Fuzz synth 1.1 — a guitar synth with no pitch-tracking necessary

Or bass synth or ukelele synth or bassoon synth, etc.

I was thinking a little about the Boss SY-1/300 and how they achieve synth sounds without pitch tracking. Now, I can’t begin to guess what goes into that, but it did make me wonder what guitar synth sounds I could achieve on ZOIA without resorting to oscillators and pitch-tracking and other areas of frustration.

Hence, fuzz synth — a guitar synth that uses (a lot of) filtering, some pitchshifters, a little fuzz and an AND bit modulation to create a pretty synth-y sound. It is a fairly aggressive sound, but it’s not a wild squall of sound; you could use this very melodically, I think.

Does it do polyphony? Sort of! Does it do polyphony well? Umm….

I find the onset detector glitchy as hell and this patch already had too much going on to support one, CPU-wise, so triggering the envelope involves letting the envelope reset (go to 0) before firing it again.
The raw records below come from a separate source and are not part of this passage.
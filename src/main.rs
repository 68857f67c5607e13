use anyhow::Result;
use clap::{Parser, Subcommand};
use estat::{Config, Reader, StatsDataReader, StatsListReader, StatsResponse};
use reqwest::Client;
use tracing::info;
use tracing_subscriber::{fmt, EnvFilter};

#[derive(Parser, Debug)]
#[command(author, version, about = "Fetch tables from the e-Stat statistics API")]
struct Cli {
    #[command(subcommand)]
    command: Command,
    /// Maximum number of rows to request
    #[arg(long, global = true)]
    limit: Option<u32>,
    /// Print the whole parsed response as JSON instead of the table
    #[arg(long, global = true)]
    json: bool,
}

#[derive(Subcommand, Debug, PartialEq)]
enum Command {
    /// List statistics tables (getSimpleStatsList)
    List {
        /// Government statistics code
        stats_code: Option<String>,
    },
    /// Fetch data for one statistics table (getSimpleStatsData)
    Data { stats_data_id: String },
}

#[tokio::main]
async fn main() -> Result<()> {
    // ─── 1) init logging ─────────────────────────────────────────────
    let env_filter = EnvFilter::try_from_default_env()
        .unwrap_or_else(|_| EnvFilter::new("info"));
    fmt::Subscriber::builder()
        .with_env_filter(env_filter)
        .with_writer(std::io::stderr)
        .init();

    // ─── 2) args + config ────────────────────────────────────────────
    let cli = Cli::parse();
    let config = Config::load()?;
    let client = Client::new();

    // ─── 3) fetch + parse ────────────────────────────────────────────
    let resp: StatsResponse = match cli.command {
        Command::List { stats_code } => {
            let mut reader = StatsListReader::new(config);
            if let Some(code) = stats_code {
                reader = reader.stats_code(code);
            }
            if let Some(n) = cli.limit {
                reader = reader.limit(n);
            }
            reader.read(&client).await?
        }
        Command::Data { stats_data_id } => {
            let mut reader = StatsDataReader::new(config, stats_data_id);
            if let Some(n) = cli.limit {
                reader = reader.limit(n);
            }
            reader.read(&client).await?
        }
    };

    // ─── 4) output ───────────────────────────────────────────────────
    for (key, value) in resp.metadata() {
        info!(key, value, "metadata");
    }
    if cli.json {
        println!("{}", serde_json::to_string_pretty(&resp)?);
    } else {
        println!("{}", resp.table()?);
    }
    Ok(())
}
With palm muting, you can get it to fire pretty consistently; if you don’t care for palm-muting, then you get an actually pretty nice legato effect as the envelope stays open over several notes.
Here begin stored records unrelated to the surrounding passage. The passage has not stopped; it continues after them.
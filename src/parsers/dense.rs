use super::table::{Action, PTable, Rule};

/// An uncompressed parse table, with one row of actions and one row of
/// gotos per state. Built in code for small grammars.
pub struct DenseTable {
    actions: Vec<Vec<Option<Action>>>,
    defaults: Vec<Option<usize>>,
    gotos: Vec<Vec<Option<usize>>>,
    rules: Vec<Rule>,
    symbols: Vec<String>,
    num_terminals: usize,
    final_state: usize,
}

impl DenseTable {
    /// Creates a table with the given number of states and no entries. The
    /// first num_terminals symbols are terminals, and the rest are
    /// nonterminals.
    pub fn new(
        num_states: usize,
        symbols: &[&str],
        num_terminals: usize,
        final_state: usize,
    ) -> DenseTable {
        let num_non_terminals = symbols.len().saturating_sub(num_terminals);

        DenseTable {
            actions: vec![vec![None; num_terminals]; num_states],
            defaults: vec![None; num_states],
            gotos: vec![vec![None; num_non_terminals]; num_states],
            rules: Vec::new(),
            symbols: symbols.iter().map(|s| s.to_string()).collect(),
            num_terminals,
            final_state,
        }
    }

    /// Appends a rule. Rules are numbered in the order they are added.
    pub fn add_rule(mut self, lhs: usize, len: usize) -> DenseTable {
        self.rules.push(Rule { lhs, len });
        self
    }

    /// Sets the action for a state and terminal
    pub fn set(mut self, state: usize, terminal: usize, action: Action) -> DenseTable {
        self.actions[state][terminal] = Some(action);
        self
    }

    /// Shifts terminal in state from, entering state to
    pub fn shift(self, from: usize, terminal: usize, to: usize) -> DenseTable {
        self.set(from, terminal, Action::Shift(to))
    }

    /// Reduces by rule in state on terminal
    pub fn reduce(self, state: usize, terminal: usize, rule: usize) -> DenseTable {
        self.set(state, terminal, Action::Reduce(rule))
    }

    /// Accepts the input in state on terminal
    pub fn accept(self, state: usize, terminal: usize) -> DenseTable {
        self.set(state, terminal, Action::Accept)
    }

    /// Reduces by rule in state on any terminal without an entry
    pub fn default_reduce(mut self, state: usize, rule: usize) -> DenseTable {
        self.defaults[state] = Some(rule);
        self
    }

    /// Enters state to after reducing to nonterminal with state from exposed
    pub fn add_goto(mut self, from: usize, nonterminal: usize, to: usize) -> DenseTable {
        self.gotos[from][nonterminal - self.num_terminals] = Some(to);
        self
    }
}

impl PTable for DenseTable {
    fn final_state(&self) -> usize {
        self.final_state
    }

    fn num_terminals(&self) -> usize {
        self.num_terminals
    }

    fn needs_lookahead(&self, state: usize) -> bool {
        self.actions[state].iter().any(|a| a.is_some())
    }

    fn action(&self, state: usize, terminal: usize) -> Option<Action> {
        self.actions[state].get(terminal).copied().flatten()
    }

    fn default_reduction(&self, state: usize) -> Option<usize> {
        self.defaults[state]
    }

    fn goto(&self, state: usize, nonterminal: usize) -> usize {
        match self.gotos[state][nonterminal - self.num_terminals] {
            Some(next) => next,
            None => {
                // A missing GOTO means the table was built incorrectly
                panic!(
                    "no GOTO for state {} on '{}'",
                    state,
                    self.symbol_name(nonterminal)
                );
            }
        }
    }

    fn rule(&self, rule: usize) -> Rule {
        self.rules[rule]
    }

    fn symbol_name(&self, symbol: usize) -> &str {
        self.symbols.get(symbol).map(|s| s.as_str()).unwrap_or("?")
    }
}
The signal path is stereo for the dry signal path and mono for the effected signal path. The envelope follower derives from the left input.

Let’s talk controls!

Stompswitches do nada for this one.

Front page:

Frequency and resonance — the frequency and resonance of the main, tone-shaping filter. I often restrict limit the resonance available on a patch, because after you go above ~20 or so, you end up having gain issues. I didn’t do that here. If you push resonance too high… you will end up having gain issues!
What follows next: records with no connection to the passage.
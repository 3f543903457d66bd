/// Initial number of entries the parser stacks hold before growing
pub const DEFAULT_INITIAL_DEPTH: usize = 200;

/// Number of entries beyond which the parser stacks may not grow
pub const DEFAULT_MAX_DEPTH: usize = 10000;

/// Configuration for the LALR parser
#[derive(Debug, Clone, Copy, PartialEq, Eq)]
pub struct ParserConfig {
    /// Capacity the stacks start with
    pub initial_depth: usize,

    /// Capacity the stacks may grow to, doubling each time they fill
    pub max_depth: usize,
}

impl Default for ParserConfig {
    fn default() -> Self {
        Self {
            initial_depth: DEFAULT_INITIAL_DEPTH,
            max_depth: DEFAULT_MAX_DEPTH,
        }
    }
}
Timbre — an interesting control. To the left (0) is a fatter, more full synth voice; to the right (1) the sound grows thinner but also more reedy; at various points between are mixes of the two. Not quite an approximation of going from a square wave to a sawtooth, but that was the inspiration; this uses a low-pass/high-pass filter combo deeper in the patch to achieve a fair amount of flexibility in the sound.

Sensitivity — controls the sensitivity of the gate, lower values will leave the gate open longer (more sustain but also more difficulty triggering the envelope)

Mix — wet/dry mix; I keep it at 100%, but people might appreciate the option to mix in a dry or otherwise effected signal

ADSR depth — a bidirectional control; this is governed/regulated by the filter frequency (envelope depth will scale as the frequency changes; consider the value a relative percentage of the filter’s sweep)

Attack, decay, etc. — envelope controls

LFO depth — also bidrectional, but this does not scale with filter frequency. That means as you adjust filter frequency, the LFO’s depth will remain the same; it also means you can dial in depths that exceed the range of the filter’s sweep.

LFO module — adjust the rate, change the shape (in the options menu), watch the light blink; in the middle of the module is a button called “Env to LFO dept” (depth–ran out of characters): turning this on will cause the shape of the envelope to determine the depth of the LFO as the envelope progresses

Pitchshifter 1, 2 — adjust the pitchshifters here; think of these as additional oscillators. Chords are possible with this patch, but you have to think strategically about the pitchshifter settings when you deploy them.

This is a fun one to fool around with, imo.

Revision 1.1 (8/31/19):

Minor revisions made to the signal path to improve the sound. Not a major overhaul or any function additions, but I think it sounds slightly better for the effort.

Sound clip:

I just messed around with various settings. Envelope up, envelope down, LFO, changing the timbre, changing the pitchshifters, etc. At the end, I play a couple of chords with the pitchshifters set to +1 and +2 octaves.